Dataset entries
•••••
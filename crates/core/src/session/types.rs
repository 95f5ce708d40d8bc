//! Session data types.

use std::fmt;

use chrono::{DateTime, Utc};
use serde::{Deserialize, Serialize};

/// A browser cookie as captured from the storefront.
#[derive(Debug, Clone, Serialize, Deserialize, PartialEq)]
pub struct Cookie {
    pub name: String,
    pub value: String,
    #[serde(default, skip_serializing_if = "Option::is_none")]
    pub domain: Option<String>,
    #[serde(default, skip_serializing_if = "Option::is_none")]
    pub path: Option<String>,
    #[serde(default, skip_serializing_if = "Option::is_none")]
    pub secure: Option<bool>,
    #[serde(default, rename = "httpOnly", skip_serializing_if = "Option::is_none")]
    pub http_only: Option<bool>,
    /// Unix timestamp (seconds).
    #[serde(default, skip_serializing_if = "Option::is_none")]
    pub expiry: Option<i64>,
}

/// An authenticated cookie bundle with a validity window.
///
/// Opaque to everything but the session store and the storefront driver.
#[derive(Debug, Clone, Serialize, Deserialize, PartialEq)]
pub struct Session {
    pub cookies: Vec<Cookie>,
    pub created_at: DateTime<Utc>,
    pub expires_at: DateTime<Utc>,
}

impl Session {
    pub fn is_valid_at(&self, now: DateTime<Utc>) -> bool {
        now < self.expires_at
    }
}

/// Account login credentials.
#[derive(Clone, PartialEq, Eq)]
pub struct Credentials {
    pub email: String,
    pub password: String,
}

impl fmt::Debug for Credentials {
    fn fmt(&self, f: &mut fmt::Formatter<'_>) -> fmt::Result {
        f.debug_struct("Credentials")
            .field("email", &self.email)
            .field("password", &"<redacted>")
            .finish()
    }
}
//! Durable JSON files shared by the catalog, session and run history stores.
//!
//! Every write goes to a temp file in the destination directory and is then
//! renamed over the target, so a crash mid-write leaves the previous file
//! intact.

use std::io::Write;
use std::path::{Path, PathBuf};

use serde::de::DeserializeOwned;
use serde::Serialize;
use tempfile::NamedTempFile;
use thiserror::Error;

/// Durable-write failure. Always fatal for the current run.
#[derive(Debug, Error)]
pub enum PersistenceError {
    #[error("failed to write {}: {source}", .path.display())]
    Write {
        path: PathBuf,
        #[source]
        source: std::io::Error,
    },

    #[error("failed to read {}: {source}", .path.display())]
    Read {
        path: PathBuf,
        #[source]
        source: std::io::Error,
    },

    #[error("failed to encode {what}: {source}")]
    Encode {
        what: &'static str,
        #[source]
        source: serde_json::Error,
    },

    #[error("failed to decode {}: {source}", .path.display())]
    Decode {
        path: PathBuf,
        #[source]
        source: serde_json::Error,
    },
}

/// Atomically replace `path` with `data`.
pub fn atomic_write(path: &Path, data: &[u8]) -> Result<(), PersistenceError> {
    let write_err = |source| PersistenceError::Write {
        path: path.to_path_buf(),
        source,
    };

    let dir = match path.parent() {
        Some(parent) if !parent.as_os_str().is_empty() => parent,
        _ => Path::new("."),
    };
    std::fs::create_dir_all(dir).map_err(write_err)?;

    let mut tmp = NamedTempFile::new_in(dir).map_err(write_err)?;
    tmp.write_all(data).map_err(write_err)?;
    tmp.as_file().sync_all().map_err(write_err)?;
    tmp.persist(path).map_err(|e| write_err(e.error))?;
    Ok(())
}

/// Serialize `value` as pretty JSON and write it atomically.
pub fn write_json<T: Serialize>(
    path: &Path,
    value: &T,
    what: &'static str,
) -> Result<(), PersistenceError> {
    let mut data = serde_json::to_vec_pretty(value)
        .map_err(|source| PersistenceError::Encode { what, source })?;
    data.push(b'\n');
    atomic_write(path, &data)
}

/// Read a JSON file, returning `None` if it does not exist.
///
/// A file that exists but fails to parse is an error: silently starting
/// over would drop every record it held.
pub fn read_json<T: DeserializeOwned>(path: &Path) -> Result<Option<T>, PersistenceError> {
    let data = match std::fs::read(path) {
        Ok(data) => data,
        Err(e) if e.kind() == std::io::ErrorKind::NotFound => return Ok(None),
        Err(source) => {
            return Err(PersistenceError::Read {
                path: path.to_path_buf(),
                source,
            })
        }
    };

    serde_json::from_slice(&data)
        .map(Some)
        .map_err(|source| PersistenceError::Decode {
            path: path.to_path_buf(),
            source,
        })
}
•••••
A single number is the whole answer: the tally of lines in the entries that hold "Durable".

• Task solution: 2